One significant advantage of the Smile suture device is its ability to fix an anchor on the vertebral bone because of its unique design and craftsmanship3. However, the clinical application of the Smile suture device remains limited, which indeed restricts the widespread adoption of this technique. It is worth noting that when the initial bone or annular anchoring attempt fails, the surgeon should select an alternative anchor point on the vertebral body or normal annulus tissue to suture. In clinical practice, the quality of the bone or annulus fibrosus may be too poor to suture in some patients. Moreover, if nerve irritation by stitches is evident, suturing should be abandoned. For these patients, we recommend extending postoperative bed rest to facilitate scar formation of the annulus fibrosus.

This study had some limitations.
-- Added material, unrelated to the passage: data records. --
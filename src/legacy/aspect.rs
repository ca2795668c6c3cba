use serde_json::Value as JsonValue;

use crate::error::{ChartError, Result};

/// A single character aspect, e.g. `lockedRelationship|lover|<hero id>`.
#[derive(Debug, Clone, PartialEq)]
pub struct Aspect {
    pub title: String,
    pub data: Vec<String>,
    pub value: Option<f64>,
    pub is_legacy: bool,
    pub is_past: bool,
}

impl Aspect {
    /// Parse an aspect entry as stored in legacy JSON.
    ///
    /// Entries are `[aspect_string]`, `[aspect_string, value]` or
    /// `[aspect_string, {"aspect": aspect_string, "value": value}]`; the value
    /// may be a number, `null`, or missing.
    pub fn from_entry(entry: &JsonValue) -> Result<Self> {
        let items = entry
            .as_array()
            .ok_or_else(|| ChartError::Parse(format!("Aspect entry is not a list: {}", entry)))?;
        let aspect = items
            .first()
            .and_then(JsonValue::as_str)
            .ok_or_else(|| ChartError::Parse(format!("Aspect entry has no aspect string: {}", entry)))?;

        let value = match items.get(1) {
            None | Some(JsonValue::Null) => None,
            Some(JsonValue::Number(n)) => n.as_f64(),
            Some(JsonValue::Object(map)) => map.get("value").and_then(JsonValue::as_f64),
            Some(other) => {
                return Err(ChartError::Parse(format!(
                    "Unexpected aspect value for {}: {}",
                    aspect, other
                )))
            }
        };

        let mut parts = aspect.split('|');
        let title = parts.next().unwrap_or_default().to_string();
        let data = parts.map(str::to_string).collect();

        Ok(Self {
            title,
            data,
            value,
            is_legacy: false,
            is_past: false,
        })
    }

    pub fn same_as(&self, other: &Aspect) -> bool {
        self.title == other.title && self.data == other.data
    }

    pub fn data_at(&self, idx: usize) -> Option<&str> {
        self.data.get(idx).map(String::as_str)
    }
}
Firstly, due to the study’s retrospective nature and small sample size combined with the short follow-up period of one year, our study was prone to selection biases. Secondly, this study was designed as a case series to primarily assess the feasibility, safety, and preliminary efficacy of the novel bone-anchoring annular suture technique. In the future, we plan to conduct a prospective study to compare the long-term clinical and radiological outcomes of the bone-anchoring annular suture technique and nucleus pulposus excision without annular suturing. The expected follow-up period is 3 years. Patients will be assessed postoperatively at 3 days and 3, 6, 12, 24, and 36 months. The inclusion and exclusion criteria for this future study will be consistent with those of our current study.

Conclusion

In this study, three new types of bone-anchoring annulus suture techniques were introduced to fully close the annulus fibrosus defects at the edge of the vertebral body. The results indicated that the combination of the AUSS technique and the bone-anchoring annulus suture technique yielded a satisfactory clinical outcome, with no instances of recurrence observed throughout the follow-up period. In summary, our study provided critical insights and a practical framework for addressing annular defects near the vertebral body edge.